What to Do Without a Keyboard
Although iPad and iPhone have onscreen keyboards and the ability to use a wireless keyboard, as the designer of a mobile database solution, you should recognize that particularly for speedy touch-typists, the onscreen keyboard slows them down. For that reason (as well as the fact that not everyone carries a wireless keyboard with them), you can improve your mobile database solutions by constantly looking for what you can do without a keyboard.
When you don't have a keyboard, you can present tappable objects, such as radio buttons and checkboxes, wherever possible. These work very well in a touch environment, and, in fact, most people can handle them as quickly or even faster than a skilled touch-typist can enter data with a keyboard.

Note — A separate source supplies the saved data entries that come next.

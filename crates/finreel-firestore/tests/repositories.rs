//! Repository behaviour against a mocked Firestore REST endpoint.

use std::collections::HashMap;

use serde_json::json;
use wiremock::matchers::{body_partial_json, method, path};
use wiremock::{Mock, MockServer, ResponseTemplate};

use finreel_firestore::{
    CreateOutcome, FirestoreClient, FirestoreConfig, FirestoreError, JobRepository, StatementRef,
    StatementRepository,
};
use finreel_models::{IntakeMetadata, Job, JobId, JobStatus};

const DOCS: &str = "/v1/projects/demo/databases/(default)/documents";
const UPDATE_TIME: &str = "2024-04-01T10:00:00.123456Z";

async fn client(server: &MockServer) -> FirestoreClient {
    let config = FirestoreConfig::for_emulator("demo", server.address().to_string());
    FirestoreClient::new(config).await.unwrap()
}

fn job_id() -> JobId {
    JobId::from_string("job-1")
}

fn new_job() -> Job {
    Job::queued(job_id(), "uploads", "statements/acme/original.pdf", IntakeMetadata::default())
}

fn job_document(status: &str) -> serde_json::Value {
    json!({
        "name": "projects/demo/databases/(default)/documents/renderJobs/job-1",
        "fields": {
            "status": {"stringValue": status},
            "filePath": {"stringValue": "statements/acme/original.pdf"},
            "bucket": {"stringValue": "uploads"},
            "clientName": {"stringValue": "Acme"},
            "statementType": {"stringValue": "monthly"},
            "period": {"stringValue": ""},
            "error": {"nullValue": null},
            "createdAt": {"timestampValue": "2024-04-01T09:00:00Z"}
        },
        "createTime": "2024-04-01T09:00:00Z",
        "updateTime": UPDATE_TIME
    })
}

fn commit_ok() -> ResponseTemplate {
    ResponseTemplate::new(200).set_body_json(json!({
        "writeResults": [{"updateTime": "2024-04-01T10:00:01Z"}],
        "commitTime": "2024-04-01T10:00:01Z"
    }))
}

async fn mock_get_job(server: &MockServer, status: &str) {
    Mock::given(method("GET"))
        .and(path(format!("{}/renderJobs/job-1", DOCS)))
        .respond_with(ResponseTemplate::new(200).set_body_json(job_document(status)))
        .mount(server)
        .await;
}

#[tokio::test]
async fn test_create_uses_absent_precondition_and_server_timestamps() {
    let server = MockServer::start().await;
    Mock::given(method("POST"))
        .and(path(format!("{}:commit", DOCS)))
        .and(body_partial_json(json!({
            "writes": [{
                "currentDocument": {"exists": false},
                "updateTransforms": [
                    {"fieldPath": "createdAt", "setToServerValue": "REQUEST_TIME"},
                    {"fieldPath": "updatedAt", "setToServerValue": "REQUEST_TIME"}
                ],
                "update": {
                    "name": "projects/demo/databases/(default)/documents/renderJobs/job-1",
                    "fields": {"status": {"stringValue": "queued"}}
                }
            }]
        })))
        .respond_with(commit_ok())
        .expect(1)
        .mount(&server)
        .await;

    let repo = JobRepository::new(client(&server).await);
    let outcome = repo.create_if_absent(&new_job()).await.unwrap();
    assert_eq!(outcome, CreateOutcome::Created);
}

#[tokio::test]
async fn test_create_existing_job_reports_already_exists() {
    let server = MockServer::start().await;
    Mock::given(method("POST"))
        .and(path(format!("{}:commit", DOCS)))
        .respond_with(ResponseTemplate::new(409).set_body_json(json!({
            "error": {"code": 409, "message": "Document already exists", "status": "ALREADY_EXISTS"}
        })))
        .mount(&server)
        .await;

    let repo = JobRepository::new(client(&server).await);
    let outcome = repo.create_if_absent(&new_job()).await.unwrap();
    assert_eq!(outcome, CreateOutcome::AlreadyExists);
}

#[tokio::test]
async fn test_create_is_sent_once_when_backend_unavailable() {
    let server = MockServer::start().await;
    Mock::given(method("POST"))
        .and(path(format!("{}:commit", DOCS)))
        .respond_with(ResponseTemplate::new(503).set_body_json(json!({
            "error": {"code": 503, "message": "The service is currently unavailable.", "status": "UNAVAILABLE"}
        })))
        .expect(1)
        .mount(&server)
        .await;

    let repo = JobRepository::new(client(&server).await);
    let err = repo.create_if_absent(&new_job()).await.unwrap_err();
    assert!(matches!(err, FirestoreError::ServerError(503, _)), "{:?}", err);
}

#[tokio::test]
async fn test_statement_calls_are_sent_once_on_failure() {
    let server = MockServer::start().await;
    for endpoint in [":runQuery", ":commit"] {
        Mock::given(method("POST"))
            .and(path(format!("{}{}", DOCS, endpoint)))
            .respond_with(ResponseTemplate::new(500).set_body_string("internal"))
            .expect(1)
            .mount(&server)
            .await;
    }

    let repo = StatementRepository::new(client(&server).await);
    assert!(repo.find_by_file_path("statements/acme/original.pdf").await.is_err());
    assert!(repo
        .mark_job_linked(&StatementRef { id: "stmt-9".to_string() })
        .await
        .is_err());
}

#[tokio::test]
async fn test_get_missing_job() {
    let server = MockServer::start().await;
    Mock::given(method("GET"))
        .and(path(format!("{}/renderJobs/job-1", DOCS)))
        .respond_with(ResponseTemplate::new(404).set_body_json(json!({"error": {"status": "NOT_FOUND"}})))
        .mount(&server)
        .await;

    let repo = JobRepository::new(client(&server).await);
    assert!(repo.get(&job_id()).await.unwrap().is_none());
}

#[tokio::test]
async fn test_claim_writes_with_update_time_precondition() {
    let server = MockServer::start().await;
    mock_get_job(&server, "queued").await;
    Mock::given(method("POST"))
        .and(path(format!("{}:commit", DOCS)))
        .and(body_partial_json(json!({
            "writes": [{
                "currentDocument": {"updateTime": UPDATE_TIME},
                "update": {"fields": {
                    "status": {"stringValue": "parsing"},
                    "workerId": {"stringValue": "worker-a"}
                }},
                "updateTransforms": [{"fieldPath": "updatedAt", "setToServerValue": "REQUEST_TIME"}]
            }]
        })))
        .respond_with(commit_ok())
        .expect(1)
        .mount(&server)
        .await;

    let repo = JobRepository::new(client(&server).await);
    repo.claim(&job_id(), JobStatus::Queued, JobStatus::Parsing, "worker-a")
        .await
        .unwrap();
}

#[tokio::test]
async fn test_lost_race_is_precondition_failed() {
    let server = MockServer::start().await;
    mock_get_job(&server, "queued").await;
    Mock::given(method("POST"))
        .and(path(format!("{}:commit", DOCS)))
        .respond_with(ResponseTemplate::new(400).set_body_json(json!({
            "error": {"code": 400, "message": "the stored version does not match", "status": "FAILED_PRECONDITION"}
        })))
        .mount(&server)
        .await;

    let repo = JobRepository::new(client(&server).await);
    let err = repo
        .claim(&job_id(), JobStatus::Queued, JobStatus::Parsing, "worker-b")
        .await
        .unwrap_err();
    assert!(err.is_precondition_failed(), "{:?}", err);
}

#[tokio::test]
async fn test_status_mismatch_does_not_write() {
    let server = MockServer::start().await;
    mock_get_job(&server, "parsing").await;
    Mock::given(method("POST"))
        .and(path(format!("{}:commit", DOCS)))
        .respond_with(commit_ok())
        .expect(0)
        .mount(&server)
        .await;

    let repo = JobRepository::new(client(&server).await);
    let err = repo
        .advance(&job_id(), JobStatus::Queued, JobStatus::Parsing, HashMap::new())
        .await
        .unwrap_err();
    assert!(err.is_precondition_failed());
}

#[tokio::test]
async fn test_illegal_transition_rejected_before_io() {
    let server = MockServer::start().await;
    Mock::given(method("GET"))
        .respond_with(ResponseTemplate::new(200).set_body_json(job_document("queued")))
        .expect(0)
        .mount(&server)
        .await;

    let repo = JobRepository::new(client(&server).await);
    let err = repo
        .advance(&job_id(), JobStatus::Queued, JobStatus::Rendering, HashMap::new())
        .await
        .unwrap_err();
    assert!(matches!(err, FirestoreError::InvalidTransition(_)));

    let err = repo
        .complete(&job_id(), JobStatus::Failed, "gs://out/final.mp4")
        .await
        .unwrap_err();
    assert!(matches!(err, FirestoreError::InvalidTransition(_)));
}

#[tokio::test]
async fn test_fail_records_error() {
    let server = MockServer::start().await;
    mock_get_job(&server, "rendering").await;
    Mock::given(method("POST"))
        .and(path(format!("{}:commit", DOCS)))
        .and(body_partial_json(json!({
            "writes": [{"update": {"fields": {
                "status": {"stringValue": "failed"},
                "error": {"stringValue": "encoder timed out"}
            }}}]
        })))
        .respond_with(commit_ok())
        .expect(1)
        .mount(&server)
        .await;

    let repo = JobRepository::new(client(&server).await);
    repo.fail(&job_id(), JobStatus::Rendering, "encoder timed out")
        .await
        .unwrap();
}

#[tokio::test]
async fn test_find_statement_by_file_path() {
    let server = MockServer::start().await;
    Mock::given(method("POST"))
        .and(path(format!("{}:runQuery", DOCS)))
        .and(body_partial_json(json!({
            "structuredQuery": {
                "from": [{"collectionId": "statements"}],
                "where": {"fieldFilter": {
                    "field": {"fieldPath": "filePath"},
                    "op": "EQUAL",
                    "value": {"stringValue": "statements/acme/original.pdf"}
                }},
                "limit": 1
            }
        })))
        .respond_with(ResponseTemplate::new(200).set_body_json(json!([{
            "document": {
                "name": "projects/demo/databases/(default)/documents/statements/stmt-9",
                "fields": {"filePath": {"stringValue": "statements/acme/original.pdf"}},
                "updateTime": UPDATE_TIME
            },
            "readTime": UPDATE_TIME
        }])))
        .mount(&server)
        .await;

    let repo = StatementRepository::new(client(&server).await);
    let found = repo
        .find_by_file_path("statements/acme/original.pdf")
        .await
        .unwrap();
    assert_eq!(found, Some(StatementRef { id: "stmt-9".to_string() }));
}

#[tokio::test]
async fn test_find_statement_none() {
    let server = MockServer::start().await;
    Mock::given(method("POST"))
        .and(path(format!("{}:runQuery", DOCS)))
        .respond_with(ResponseTemplate::new(200).set_body_json(json!([{"readTime": UPDATE_TIME}])))
        .mount(&server)
        .await;

    let repo = StatementRepository::new(client(&server).await);
    assert!(repo.find_by_file_path("statements/x/original.pdf").await.unwrap().is_none());
}

#[tokio::test]
async fn test_mark_job_linked_only_touches_status_and_timestamps() {
    let server = MockServer::start().await;
    Mock::given(method("POST"))
        .and(path(format!("{}:commit", DOCS)))
        .and(body_partial_json(json!({
            "writes": [{
                "update": {
                    "name": "projects/demo/databases/(default)/documents/statements/stmt-9",
                    "fields": {"status": {"stringValue": "queued"}}
                },
                "updateMask": {"fieldPaths": ["status"]},
                "updateTransforms": [
                    {"fieldPath": "jobLinkedAt", "setToServerValue": "REQUEST_TIME"},
                    {"fieldPath": "updatedAt", "setToServerValue": "REQUEST_TIME"}
                ],
                "currentDocument": {"exists": true}
            }]
        })))
        .respond_with(commit_ok())
        .expect(1)
        .mount(&server)
        .await;

    let repo = StatementRepository::new(client(&server).await);
    repo.mark_job_linked(&StatementRef { id: "stmt-9".to_string() })
        .await
        .unwrap();
}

But there is one point to remember: In a desktop environment where a typist has a keyboard available as well as a mouse, the physical transition from hands on the keyboard to a hand on the mouse can slow people down. What this means to you is that you might have to think about having two interfaces for heavy dataentry portions of a database. You use one version for a desktop environment with a keyboard and mouse, and you use the other for a touchscreen environment.
Remember that this really becomes an issue only for intense data entry and for speedy typists. But even if it is an issue, FileMaker helps you out a good deal: Because the interface (layouts in FileMaker terms) is relatively independent of the data that it handles, you can switch layouts quickly and easily (and even automatically).
So the point remains for a mobile database designer: Look for every opportunity to convert data entry into touch.
And while you are looking for new opportunities to include a touch interface, there are two other points to consider. The first is worth mentioning, but it rarely causes issues for users. When you add touch to your interface for a database that is also shown in FileMaker Pro, you wind up with two ways of accomplishing the same task: a mouse-driven way and a touch-driven way. The experiences are so different (and people are now so used to them) that this just is not an issue.
What can be an issue is that because people are usually holding a mobile device in their hand, they can easily tap the screen inadvertently. Just as a stray mouse click on a desktop-based interface usually does not pose a problem, a stray tap also does not hurt in most cases. On the desktop, a stray mouse click that just happens to click on a Submit or OK button can do damage. On a mobile device, you close the mobile equivalents or dialogs or alerts by tapping somewhere outside the alert; there is normally no Cancel button. People soon learn this, but you might incorporate it into your design by remembering that dismissed dialogs might have been inadvertently dismissed, so you might want to re-confirm any action that is dramatic.